Comment (bien) découper les banques ? edit
Si toutes les autorités, du G20 aux superviseurs nationaux, sont à peu près d’accord sur la nécessité d’obliger les banques à mieux circonscrire leurs activités pour compte propre, en opposition à leurs opérations pour compte de la clientèle, il apparaît que le passage à l’acte est problématique. Il n’est pas facile de découper les banques ! Les politiques voudraient bien compenser par des gestes symboliques forts les errements spéculatifs qu’eux-mêmes, ou d’autres avant eux, ont longtemps laissés prospérer. Quant aux économistes, ils en veulent aux politiques de ne pas mettre en place le monde rationnel idéal qu’ils ont abondamment mis en équation. Et chacun de se retourner pour les exercices pratiques vers les « experts bancaires », en dépit de la forte odeur de lobbyisme qu’ils traînent avec eux. Entre la brutalité maladroite et le raffinement cosmétique, une solution équilibrée paraît pourtant à portée de main.

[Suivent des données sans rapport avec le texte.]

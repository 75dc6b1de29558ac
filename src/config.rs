use serde::Deserialize;
use std::path::{Path, PathBuf};

#[derive(Debug, Default, Deserialize)]
pub struct Config {
    #[serde(default)]
    pub window: WindowConfig,
    #[serde(default)]
    pub audio: AudioConfig,
    #[serde(default)]
    pub particles: ParticleConfig,
    #[serde(default)]
    pub render: RenderConfig,
    #[serde(default)]
    pub ingest: IngestConfig,
}

#[derive(Debug, Deserialize)]
pub struct WindowConfig {
    #[serde(default = "default_width")]
    pub width: u32,
    #[serde(default = "default_height")]
    pub height: u32,
    #[serde(default = "default_title")]
    pub title: String,
}

#[derive(Debug, Deserialize)]
pub struct AudioConfig {
    #[serde(default = "default_window_size")]
    pub window_size: usize,
    #[serde(default = "default_smoothing")]
    pub smoothing: f32,
    #[serde(default = "default_volume")]
    pub volume: f32,
}

#[derive(Clone, Debug, Deserialize)]
pub struct ParticleConfig {
    #[serde(default = "default_particle_count")]
    pub count: usize,
    /// Life lost per frame
    #[serde(default = "default_decay")]
    pub decay: f32,
    /// Max velocity component, clip-space units per frame
    #[serde(default = "default_max_speed")]
    pub max_speed: f32,
    #[serde(default = "default_min_life")]
    pub min_life: f32,
    #[serde(default = "default_max_life")]
    pub max_life: f32,
}

#[derive(Debug, Default, Deserialize)]
pub struct RenderConfig {
    /// WGSL file replacing the embedded shader
    #[serde(default)]
    pub shader: Option<PathBuf>,
}

#[derive(Debug, Default, Deserialize)]
pub struct IngestConfig {
    /// Base URL of the upload service
    #[serde(default)]
    pub server: Option<String>,
}

impl Default for WindowConfig {
    fn default() -> Self {
        Self {
            width: default_width(),
            height: default_height(),
            title: default_title(),
        }
    }
}

impl Default for AudioConfig {
    fn default() -> Self {
        Self {
            window_size: default_window_size(),
            smoothing: default_smoothing(),
            volume: default_volume(),
        }
    }
}

impl Default for ParticleConfig {
    fn default() -> Self {
        Self {
            count: default_particle_count(),
            decay: default_decay(),
            max_speed: default_max_speed(),
            min_life: default_min_life(),
            max_life: default_max_life(),
        }
    }
}

fn default_width() -> u32 { 1280 }
fn default_height() -> u32 { 720 }
fn default_title() -> String { "sonica-live".into() }
fn default_window_size() -> usize { crate::audio::analysis::DEFAULT_WINDOW_SIZE }
fn default_smoothing() -> f32 { 0.8 }
fn default_volume() -> f32 { 1.0 }
fn default_particle_count() -> usize { 100 }
fn default_decay() -> f32 { 0.01 }
fn default_max_speed() -> f32 { 0.01 }
fn default_min_life() -> f32 { 0.5 }
fn default_max_life() -> f32 { 1.0 }

pub fn load_config(path: &Path) -> Option<Config> {
    let content = std::fs::read_to_string(path).ok()?;
    match toml::from_str(&content) {
        Ok(cfg) => Some(cfg),
        Err(e) => {
            log::warn!("Invalid config {}: {}", path.display(), e);
            None
        }
    }
}

/// Explicit path, then `./sonica-live.toml`, then the user config dirs.
pub fn find_config(explicit: Option<&Path>) -> Option<PathBuf> {
    if let Some(path) = explicit {
        return Some(path.to_path_buf());
    }
    let local = PathBuf::from("sonica-live.toml");
    if local.exists() {
        return Some(local);
    }
    if let Some(home) = dirs::home_dir() {
        let xdg = home.join(".config").join("sonica-live").join("config.toml");
        if xdg.exists() {
            return Some(xdg);
        }
    }
    if let Some(config_dir) = dirs::config_dir() {
        let platform = config_dir.join("sonica-live").join("config.toml");
        if platform.exists() {
            return Some(platform);
        }
    }
    None
}
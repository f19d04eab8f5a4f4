//! Column type inference.
//!
//! Rules are tried in a fixed order and the first match wins:
//!
//! 1. `Integer`: every cell is a whole number and none are missing.
//! 2. `Boolean`: every cell is a boolean and none are missing.
//! 3. `Timestamp`: every non-missing cell is a date/time, with at least one.
//! 4. `Text`: everything else, including empty columns.
//!
//! A missing cell disqualifies `Integer` and `Boolean` because the source
//! reader stores such columns with a floating or object kind.

use tracing::debug;

use super::emitter::ColumnDefinition;
use super::types::ColumnType;
use crate::input::{CellValue, Table};

/// Classify a column's values.
pub fn infer_column_type(values: &[CellValue]) -> ColumnType {
    if values.is_empty() {
        return ColumnType::Text;
    }

    if values.iter().all(|v| matches!(v, CellValue::Int(_))) {
        return ColumnType::Integer;
    }

    if values.iter().all(|v| matches!(v, CellValue::Bool(_))) {
        return ColumnType::Boolean;
    }

    let mut present = values.iter().filter(|v| !v.is_empty()).peekable();
    if present.peek().is_some() && present.all(|v| matches!(v, CellValue::DateTime(_))) {
        return ColumnType::Timestamp;
    }

    ColumnType::Text
}

/// Infer a definition for every column of a table, in order.
pub fn infer_table(table: &Table) -> Vec<ColumnDefinition> {
    table
        .columns()
        .iter()
        .map(|column| {
            let column_type = infer_column_type(&column.values);
            debug!(column = %column.name, %column_type, "inferred column type");
            ColumnDefinition::new(&column.name, column_type)
        })
        .collect()
}

#[cfg(test)]
mod tests {
    use super::*;
    use crate::input::Column;
    use chrono::NaiveDate;

    fn ints(values: &[i64]) -> Vec<CellValue> {
        values.iter().map(|&i| CellValue::Int(i)).collect()
    }

    fn timestamp(day: u32) -> CellValue {
        CellValue::DateTime(
            NaiveDate::from_ymd_opt(2024, 1, day)
                .unwrap()
                .and_hms_opt(8, 0, 0)
                .unwrap(),
        )
    }

    #[test]
    fn test_infer_integer() {
        assert_eq!(infer_column_type(&ints(&[1, 2, 3])), ColumnType::Integer);
    }

    #[test]
    fn test_one_float_demotes_integer_to_text() {
        let mut values = ints(&[1, 2, 3]);
        values.push(CellValue::Float(2.5));
        assert_eq!(infer_column_type(&values), ColumnType::Text);
    }

    #[test]
    fn test_one_string_demotes_integer_to_text() {
        let mut values = ints(&[1, 2]);
        values.push(CellValue::Text("three".to_string()));
        assert_eq!(infer_column_type(&values), ColumnType::Text);
    }

    #[test]
    fn test_missing_cell_demotes_integer() {
        let mut values = ints(&[1, 2]);
        values.push(CellValue::Empty);
        assert_eq!(infer_column_type(&values), ColumnType::Text);
    }

    #[test]
    fn test_infer_boolean() {
        let values = vec![
            CellValue::Bool(true),
            CellValue::Bool(false),
            CellValue::Bool(true),
        ];
        assert_eq!(infer_column_type(&values), ColumnType::Boolean);
    }

    #[test]
    fn test_mixed_bool_and_int_is_text() {
        let values = vec![CellValue::Bool(true), CellValue::Int(0)];
        assert_eq!(infer_column_type(&values), ColumnType::Text);
    }

    #[test]
    fn test_infer_timestamp() {
        let values = vec![timestamp(1), timestamp(2)];
        assert_eq!(infer_column_type(&values), ColumnType::Timestamp);
    }

    #[test]
    fn test_timestamp_tolerates_missing() {
        let values = vec![timestamp(1), CellValue::Empty, timestamp(3)];
        assert_eq!(infer_column_type(&values), ColumnType::Timestamp);
    }

    #[test]
    fn test_floats_are_text() {
        let values = vec![CellValue::Float(1.5), CellValue::Float(2.25)];
        assert_eq!(infer_column_type(&values), ColumnType::Text);
    }

    #[test]
    fn test_empty_and_all_missing_columns_are_text() {
        assert_eq!(infer_column_type(&[]), ColumnType::Text);
        assert_eq!(
            infer_column_type(&[CellValue::Empty, CellValue::Empty]),
            ColumnType::Text
        );
    }

    #[test]
    fn test_infer_table_preserves_order() {
        let table = Table::new(vec![
            Column::new("qty", ints(&[1, 2, 3])),
            Column::new(
                "active",
                vec![
                    CellValue::Bool(true),
                    CellValue::Bool(false),
                    CellValue::Bool(true),
                ],
            ),
            Column::new(
                "note",
                vec![
                    CellValue::Text("a".to_string()),
                    CellValue::Text("b".to_string()),
                    CellValue::Text("c".to_string()),
                ],
            ),
        ]);

        let types: Vec<ColumnType> = infer_table(&table)
            .into_iter()
            .map(|d| d.column_type)
            .collect();

        assert_eq!(
            types,
            vec![ColumnType::Integer, ColumnType::Boolean, ColumnType::Text]
        );
    }
}
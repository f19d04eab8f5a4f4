//! Core type definitions for schema representation.

use std::fmt;

use serde::Serialize;

/// Inferred SQL type for a column.
#[derive(Debug, Clone, Copy, PartialEq, Eq, Hash, Serialize)]
#[serde(rename_all = "snake_case")]
pub enum ColumnType {
    /// Whole numbers with no missing cells.
    Integer,
    /// True/false values with no missing cells.
    Boolean,
    /// Date and/or time values.
    Timestamp,
    /// Anything else.
    Text,
}

impl ColumnType {
    /// SQL keyword used in a column definition.
    pub fn sql_keyword(&self) -> &'static str {
        match self {
            ColumnType::Integer => "INTEGER",
            ColumnType::Boolean => "BOOLEAN",
            ColumnType::Timestamp => "TIMESTAMP",
            ColumnType::Text => "TEXT",
        }
    }
}

impl fmt::Display for ColumnType {
    fn fmt(&self, f: &mut fmt::Formatter<'_>) -> fmt::Result {
        f.write_str(self.sql_keyword())
    }
}

#[cfg(test)]
mod tests {
    use super::*;

    #[test]
    fn test_sql_keywords() {
        assert_eq!(ColumnType::Integer.to_string(), "INTEGER");
        assert_eq!(ColumnType::Boolean.to_string(), "BOOLEAN");
        assert_eq!(ColumnType::Timestamp.to_string(), "TIMESTAMP");
        assert_eq!(ColumnType::Text.to_string(), "TEXT");
    }
}
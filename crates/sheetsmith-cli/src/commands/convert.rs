//! Convert command - spreadsheet to CSV plus CREATE TABLE statement.

use colored::Colorize;
use sheetsmith::{Converter, ConverterConfig, LoaderConfig};

use crate::cli::ConvertCli;

pub fn run(args: ConvertCli) -> Result<(), Box<dyn std::error::Error>> {
    let config = ConverterConfig {
        loader: LoaderConfig { sheet: args.sheet },
        output: args.output,
        ..ConverterConfig::default()
    };

    let result = Converter::with_config(config).convert(&args.file)?;

    if args.json {
        println!("{}", serde_json::to_string_pretty(&result)?);
        return Ok(());
    }

    if args.verbose {
        println!("{}", "Columns:".yellow().bold());
        for column in &result.columns {
            println!("  {:30} {}", column.name, column.column_type);
        }
        println!();
    }

    println!(
        "{} {}",
        "CSV file generated:".green().bold(),
        result.csv_path.display().to_string().white()
    );
    println!();
    println!("{}", "SQL statement:".yellow().bold());
    println!("{}", result.statement);

    Ok(())
}
//! Example: Convert a spreadsheet and print its inferred schema.
//!
//! Usage:
//!   cargo run --example convert -- <file_path>

use std::env;

use sheetsmith::Converter;

fn main() -> sheetsmith::Result<()> {
    let args: Vec<String> = env::args().collect();

    if args.len() < 2 {
        eprintln!("Usage: cargo run --example convert -- <file_path>");
        std::process::exit(1);
    }

    let result = Converter::new().convert(&args[1])?;

    println!("## Columns ({} rows)", result.row_count);
    for column in &result.columns {
        println!("  {:30} {}", column.name, column.column_type);
    }
    println!();
    println!("## CSV");
    println!("  {}", result.csv_path.display());
    println!();
    println!("## Statement");
    println!("{}", result.statement);

    Ok(())
}
//! Column type inference and CREATE TABLE rendering.

mod emitter;
mod inference;
mod types;

pub use emitter::{emit_create_table, normalize_column_name, ColumnDefinition};
pub use inference::{infer_column_type, infer_table};
pub use types::ColumnType;
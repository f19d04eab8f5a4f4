//! CREATE TABLE statement rendering.

use serde::Serialize;

use super::types::ColumnType;
use crate::error::{Result, SheetsmithError};

/// Indentation before each column definition.
const INDENT: &str = "    ";

/// A column name paired with its inferred type.
#[derive(Debug, Clone, PartialEq, Eq, Serialize)]
pub struct ColumnDefinition {
    /// Column name as it appears in the source header.
    pub name: String,
    /// Inferred type.
    pub column_type: ColumnType,
}

impl ColumnDefinition {
    /// Create a new column definition.
    pub fn new(name: impl Into<String>, column_type: ColumnType) -> Self {
        Self {
            name: name.into(),
            column_type,
        }
    }

    /// Render as `"<normalized name>" <TYPE>`.
    pub fn to_sql(&self) -> String {
        format!(
            "\"{}\" {}",
            normalize_column_name(&self.name),
            self.column_type.sql_keyword()
        )
    }
}

/// Turn a header into a safe SQL identifier body.
///
/// `.`, space and `-` become `_` (in that order) and the result is
/// lower-cased. Applying it twice gives the same result as applying it once.
pub fn normalize_column_name(name: &str) -> String {
    name.replace('.', "_")
        .replace(' ', "_")
        .replace('-', "_")
        .to_lowercase()
}

/// Render a CREATE TABLE statement.
///
/// `table_name` is emitted verbatim. An empty column list is rejected since
/// it cannot form a valid statement.
pub fn emit_create_table(table_name: &str, columns: &[ColumnDefinition]) -> Result<String> {
    if columns.is_empty() {
        return Err(SheetsmithError::EmptySchema {
            table: table_name.to_string(),
        });
    }

    let definitions: Vec<String> = columns.iter().map(ColumnDefinition::to_sql).collect();
    let separator = format!(",\n{}", INDENT);

    Ok(format!(
        "CREATE TABLE {} (\n{}{}\n);",
        table_name,
        INDENT,
        definitions.join(&separator)
    ))
}
//! Property-based tests for sheetsmith.
//!
//! These verify invariants of the pure transformations:
//! 1. **Idempotence**: sanitizing or normalizing twice changes nothing
//! 2. **Exactness**: only the listed characters are removed
//! 3. **Precedence**: type inference follows its rule order
//!
//! ```bash
//! PROPTEST_CASES=10000 cargo test -p sheetsmith --test property_tests
//! ```

use proptest::prelude::*;

use sheetsmith::{
    infer_column_type, normalize_column_name, sanitize, CellValue, ColumnType,
    SanitizationRuleSet,
};

// =============================================================================
// Test Strategies
// =============================================================================

/// Strings salted with the characters the sanitizer targets.
fn noisy_string() -> impl Strategy<Value = String> {
    let noise = prop::sample::select(SanitizationRuleSet::INVISIBLE.characters().to_vec());
    prop::collection::vec(prop_oneof![any::<char>(), noise], 0..200)
        .prop_map(|chars| chars.into_iter().collect())
}

/// Header-like names.
fn header_like() -> impl Strategy<Value = String> {
    "[A-Za-z0-9 ._\\-]{0,40}"
}

// =============================================================================
// Sanitizer Properties
// =============================================================================

proptest! {
    #[test]
    fn sanitize_is_idempotent(s in noisy_string()) {
        let rules = SanitizationRuleSet::INVISIBLE;
        let once = sanitize(&s, &rules);
        prop_assert_eq!(sanitize(&once, &rules), once);
    }

    #[test]
    fn sanitize_never_grows(s in noisy_string()) {
        let clean = sanitize(&s, &SanitizationRuleSet::INVISIBLE);
        prop_assert!(clean.len() <= s.len());
    }

    #[test]
    fn sanitize_removes_exactly_the_rule_set(s in noisy_string()) {
        let rules = SanitizationRuleSet::INVISIBLE;
        let clean = sanitize(&s, &rules);

        prop_assert!(!clean.chars().any(|c| rules.contains(c)));

        let kept: String = s.chars().filter(|&c| !rules.contains(c)).collect();
        prop_assert_eq!(clean, kept);
    }
}

// =============================================================================
// Name Normalization Properties
// =============================================================================

proptest! {
    #[test]
    fn normalize_is_idempotent(name in header_like()) {
        let once = normalize_column_name(&name);
        prop_assert_eq!(normalize_column_name(&once), once);
    }

    #[test]
    fn normalize_strips_separators(name in header_like()) {
        let normalized = normalize_column_name(&name);
        prop_assert!(!normalized.contains(|c| matches!(c, '.' | ' ' | '-')));
    }
}

// =============================================================================
// Inference Properties
// =============================================================================

proptest! {
    #[test]
    fn integer_columns_infer_integer(values in prop::collection::vec(any::<i64>(), 1..50)) {
        let cells: Vec<CellValue> = values.into_iter().map(CellValue::Int).collect();
        prop_assert_eq!(infer_column_type(&cells), ColumnType::Integer);
    }

    #[test]
    fn one_text_value_demotes_to_text(
        values in prop::collection::vec(any::<i64>(), 0..50),
        position in any::<prop::sample::Index>(),
        word in "[a-z]{1,8}",
    ) {
        let mut cells: Vec<CellValue> = values.into_iter().map(CellValue::Int).collect();
        let at = position.index(cells.len() + 1);
        cells.insert(at, CellValue::Text(word));
        prop_assert_eq!(infer_column_type(&cells), ColumnType::Text);
    }

    #[test]
    fn boolean_columns_infer_boolean(values in prop::collection::vec(any::<bool>(), 1..50)) {
        let cells: Vec<CellValue> = values.into_iter().map(CellValue::Bool).collect();
        prop_assert_eq!(infer_column_type(&cells), ColumnType::Boolean);
    }
}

Certains experts ont prôné de définir a priori et d’isoler les opérations qui méritent de bénéficier de la garantie des pouvoirs publics (en gros, la banque commerciale), laissant libres les banques de mener leurs autres activités à leurs seuls risques et périls au dehors de ce périmètre protégé : c’est l’approche anglaise. D’autres ont entrepris de définir a priori les activités qui ne méritent pas la garantie des pouvoirs publics, et invitent les banques à les filialiser, en particulier la constitution de portefeuilles spéculatifs et l’investissement dans les hedge funds : c’est l’approche américaine. Le gouvernement français, avec son actuel projet de loi, est plutôt parti dans cette direction, de même que la Commission européenne avec le rapport Likkanen.
Ce type d’exercice bute sur une difficulté essentielle : une même opération de marché (un achat de devises par exemple) peut tout aussi bien relever des activités spéculatives pour compte propre que de la réponse à la demande d’un client, qui voulait vendre lesdites devises, à laquelle la banque a immédiatement fait face. Dans les deux cas, la banque aura pris une position directionnelle qui sera plus ou moins durable ou plus ou moins couverte, selon l’attitude plus ou moins spéculative de ses opérateurs. Sonder les intentions derrière une multitude d’opérations de marché imbriquées est éminemment technique et ne peut guère être fait que par un superviseur suffisamment intrusif et bénévole. Prétendre définir réglementairement a priori les types d’opérations qu’il est dangereux, indigne ou interdit de faire est un exercice périlleux : une liste trop longue casse l’initiative et les affaires ; une liste trop courte est forcément contournée par de l’arbitrage réglementaire, conduit par les banques et facturé à leurs clients.
Les banques ont beau jeu de plaider que l’interdiction de certaines opérations les empêchera de servir correctement les clients et les mettra en difficulté face à la concurrence des banques étrangères et du système financier non régulé (shadow banking). La tenue de marché (market making) est l’exemple le plus cité : pour publier de façon continue des prix à l’achat et à la vente (de devises par exemple), il faut que le market maker dispose d’un portefeuille absorbant les décalages entre les deux flux d’ordres de sens contraire. Ce type de portefeuilles de facilitation est nécessaire au travail bancaire. C’est une sorte de stock outil dont le montant est proportionné au volume de l’activité avec la clientèle. C’est une position de marché pour compte propre, directionnelle mais utile à la clientèle. On comprend bien alors que tout le problème est de ne pas laisser cette position dériver au-delà du point où la position directionnelle devient franchement spéculative.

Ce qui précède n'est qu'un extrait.